WHAT YOU NEED TO DO | In the entries below, find each line bearing the string "EPSILON" and copy it.

TASK INPUTS |
---------------
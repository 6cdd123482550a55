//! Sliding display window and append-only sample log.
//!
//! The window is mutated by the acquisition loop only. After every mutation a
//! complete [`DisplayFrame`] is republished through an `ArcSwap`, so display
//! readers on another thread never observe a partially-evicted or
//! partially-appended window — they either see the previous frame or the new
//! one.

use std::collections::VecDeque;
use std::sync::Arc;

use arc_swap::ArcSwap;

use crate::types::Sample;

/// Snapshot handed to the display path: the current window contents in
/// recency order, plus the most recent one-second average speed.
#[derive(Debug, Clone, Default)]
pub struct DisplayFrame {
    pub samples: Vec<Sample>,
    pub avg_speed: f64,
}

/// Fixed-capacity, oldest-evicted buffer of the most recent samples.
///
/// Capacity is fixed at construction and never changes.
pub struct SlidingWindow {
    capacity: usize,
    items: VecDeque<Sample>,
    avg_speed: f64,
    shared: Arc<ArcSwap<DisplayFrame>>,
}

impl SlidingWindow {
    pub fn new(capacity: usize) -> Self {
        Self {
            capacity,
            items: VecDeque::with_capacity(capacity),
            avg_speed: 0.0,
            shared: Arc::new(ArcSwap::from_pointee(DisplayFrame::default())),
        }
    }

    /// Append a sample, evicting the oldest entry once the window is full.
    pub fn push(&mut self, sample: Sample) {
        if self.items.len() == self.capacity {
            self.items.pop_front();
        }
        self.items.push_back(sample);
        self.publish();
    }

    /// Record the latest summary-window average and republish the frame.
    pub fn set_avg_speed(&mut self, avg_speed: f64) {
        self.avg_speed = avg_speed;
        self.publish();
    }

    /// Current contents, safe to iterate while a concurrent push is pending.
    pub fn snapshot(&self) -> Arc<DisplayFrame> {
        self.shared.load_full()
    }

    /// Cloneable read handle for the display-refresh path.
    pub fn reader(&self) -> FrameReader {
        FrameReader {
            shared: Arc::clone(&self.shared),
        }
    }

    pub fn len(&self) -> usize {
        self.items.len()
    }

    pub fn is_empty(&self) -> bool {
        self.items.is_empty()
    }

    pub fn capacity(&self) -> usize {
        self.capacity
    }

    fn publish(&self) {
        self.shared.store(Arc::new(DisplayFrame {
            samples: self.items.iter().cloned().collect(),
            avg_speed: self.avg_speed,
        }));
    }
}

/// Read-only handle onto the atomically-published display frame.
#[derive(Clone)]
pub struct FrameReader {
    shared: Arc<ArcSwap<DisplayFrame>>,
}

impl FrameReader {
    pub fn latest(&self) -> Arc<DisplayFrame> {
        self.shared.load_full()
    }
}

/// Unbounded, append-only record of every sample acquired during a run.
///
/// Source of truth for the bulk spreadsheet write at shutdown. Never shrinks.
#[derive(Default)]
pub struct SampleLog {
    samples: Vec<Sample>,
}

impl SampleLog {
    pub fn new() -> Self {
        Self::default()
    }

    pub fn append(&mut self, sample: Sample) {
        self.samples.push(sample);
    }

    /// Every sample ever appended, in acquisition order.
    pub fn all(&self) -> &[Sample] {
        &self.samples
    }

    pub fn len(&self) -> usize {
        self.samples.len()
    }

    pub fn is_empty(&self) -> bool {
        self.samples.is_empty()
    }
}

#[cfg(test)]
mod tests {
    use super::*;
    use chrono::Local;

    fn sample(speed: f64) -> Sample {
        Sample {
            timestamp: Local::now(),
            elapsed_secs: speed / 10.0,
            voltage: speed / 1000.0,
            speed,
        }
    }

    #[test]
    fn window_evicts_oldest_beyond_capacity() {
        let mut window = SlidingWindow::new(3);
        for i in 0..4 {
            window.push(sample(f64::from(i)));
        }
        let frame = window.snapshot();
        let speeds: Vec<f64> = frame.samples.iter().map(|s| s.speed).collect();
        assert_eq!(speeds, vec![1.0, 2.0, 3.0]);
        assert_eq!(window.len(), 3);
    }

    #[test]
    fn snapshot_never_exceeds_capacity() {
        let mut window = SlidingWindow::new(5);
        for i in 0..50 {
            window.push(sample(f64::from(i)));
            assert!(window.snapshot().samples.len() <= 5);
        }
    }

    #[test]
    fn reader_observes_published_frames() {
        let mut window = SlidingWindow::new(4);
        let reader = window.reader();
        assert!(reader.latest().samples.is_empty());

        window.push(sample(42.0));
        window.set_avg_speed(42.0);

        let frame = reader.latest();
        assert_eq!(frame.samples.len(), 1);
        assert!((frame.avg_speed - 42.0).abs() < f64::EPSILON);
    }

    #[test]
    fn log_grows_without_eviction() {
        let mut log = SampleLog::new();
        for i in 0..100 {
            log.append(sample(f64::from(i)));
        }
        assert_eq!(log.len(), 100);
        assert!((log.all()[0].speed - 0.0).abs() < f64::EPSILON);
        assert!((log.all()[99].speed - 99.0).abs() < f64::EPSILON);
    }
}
---------------
RESULT |
        assert!((frame.avg_speed - 42.0).abs() < f64::EPSILON);
        assert!((log.all()[0].speed - 0.0).abs() < f64::EPSILON);
        assert!((log.all()[99].speed - 99.0).abs() < f64::EPSILON);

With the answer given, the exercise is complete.